出口の無い米国自動車産業

トランプは日米交渉で、慢性的な対日貿易赤字構造の根本的な是正と自動車産業の米国回帰を2大目標としてあげていた。でも、トランプの主張する自動車関税は摩訶不思議だ。日本の相互関税は15%で決着し、カナダとメキシコの相互関税は25%に据え置かれた。米自動車メーカーは人件費の安いメキシコやカナダで組み立てた部品を75%以上使っている。

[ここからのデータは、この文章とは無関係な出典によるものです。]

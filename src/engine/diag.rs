//! Engine diagnostic stream.
//!
//! The engine reports warnings and errors through one process-wide sink, not
//! through per-call return values. A host registers a sink with
//! [`set_error_sink`], chooses the lowest severity it wants with
//! [`set_error_threshold`], and calls [`reset_errors`] before each operation.
//! Anything below the threshold, or reported while no sink is registered, is
//! logged through `tracing` instead.

use std::sync::RwLock;
use std::sync::atomic::{AtomicBool, AtomicU8, Ordering};

// ─── Severity ────────────────────────────────────────────────────────────────

#[derive(Debug, Clone, Copy, PartialEq, Eq, PartialOrd, Ord, Hash)]
pub enum Severity {
    Warning = 1,
    Error = 2,
}

impl Severity {
    fn prefix(self) -> &'static str {
        match self {
            Severity::Warning => "Warning",
            Severity::Error => "Error",
        }
    }

    #[cfg(test)]
    fn from_u8(v: u8) -> Option<Self> {
        match v {
            1 => Some(Severity::Warning),
            2 => Some(Severity::Error),
            _ => None,
        }
    }
}

/// What the engine should do with further diagnostics of the current operation.
#[derive(Debug, Clone, Copy, PartialEq, Eq)]
pub enum SinkAction {
    Continue,
    Stop,
}

/// A diagnostic sink receives one formatted line per diagnostic.
pub type ErrorSink = fn(&str) -> SinkAction;

// ─── Process-wide state ──────────────────────────────────────────────────────

static SINK: RwLock<Option<ErrorSink>> = RwLock::new(None);
static THRESHOLD: AtomicU8 = AtomicU8::new(Severity::Error as u8);
static STOPPED: AtomicBool = AtomicBool::new(false);
static WORST: AtomicU8 = AtomicU8::new(0);

/// Register `sink` as the receiver of all engine diagnostics.
pub fn set_error_sink(sink: ErrorSink) {
    let mut slot = SINK.write().unwrap_or_else(|e| e.into_inner());
    *slot = Some(sink);
}

/// Lowest severity delivered to the sink.
pub fn set_error_threshold(level: Severity) {
    THRESHOLD.store(level as u8, Ordering::SeqCst);
}

/// Forget the worst severity seen so far and re-open a stopped sink.
pub fn reset_errors() {
    STOPPED.store(false, Ordering::SeqCst);
    WORST.store(0, Ordering::SeqCst);
}

/// Worst severity reported since the last [`reset_errors`].
#[cfg(test)]
pub(crate) fn worst_severity() -> Option<Severity> {
    Severity::from_u8(WORST.load(Ordering::SeqCst))
}

// ─── Reporting ───────────────────────────────────────────────────────────────

/// Report one diagnostic.
pub fn report(level: Severity, message: impl AsRef<str>) {
    let message = message.as_ref().trim_end_matches('\n');
    WORST.fetch_max(level as u8, Ordering::SeqCst);

    let line = format!("{}: {}", level.prefix(), message);
    if (level as u8) < THRESHOLD.load(Ordering::SeqCst) {
        tracing::debug!(target: "viz::engine", "{line}");
        return;
    }
    if STOPPED.load(Ordering::SeqCst) {
        return;
    }

    // Copy the sink out so it runs without the registration lock held.
    let sink = *SINK.read().unwrap_or_else(|e| e.into_inner());
    match sink {
        Some(sink) => {
            if sink(&line) == SinkAction::Stop {
                STOPPED.store(true, Ordering::SeqCst);
            }
        }
        None => tracing::warn!(target: "viz::engine", "{line}"),
    }
}

pub fn warn(message: impl AsRef<str>) {
    report(Severity::Warning, message);
}

pub fn error(message: impl AsRef<str>) {
    report(Severity::Error, message);
}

今までの米国・メキシコ・カナダ協定による免税は無くなり、25%になった。その結果、カナダやメキシコなどからの輸入部品を使ってアメリカ内で製造した車の方が、日本で製造された車よりもかえって高い関税がかけられることになった。アメ車の方が日本車より高コストになってしまうのだ。米自動車業界は猛烈に批判している。米国各紙は「米国自動車産業を再び見捨てた」と報道している。誰しも、トランプはボケてしまったのかと思ったに違いない。しかし、お金には抜け目の無いトランプが、そんな過ちをするだろうか?それには裏があるはずだ。米自動車メーカーがカナダとメキシコの工場を米国内に移せば、関税は解消し、自動車産業の米国回帰を成すことが出来る。恐らくトランプの狙いはそこにあるに違いない。でも、労務費の格差は吸収出来ないだろうから、成功することは無いはずだ。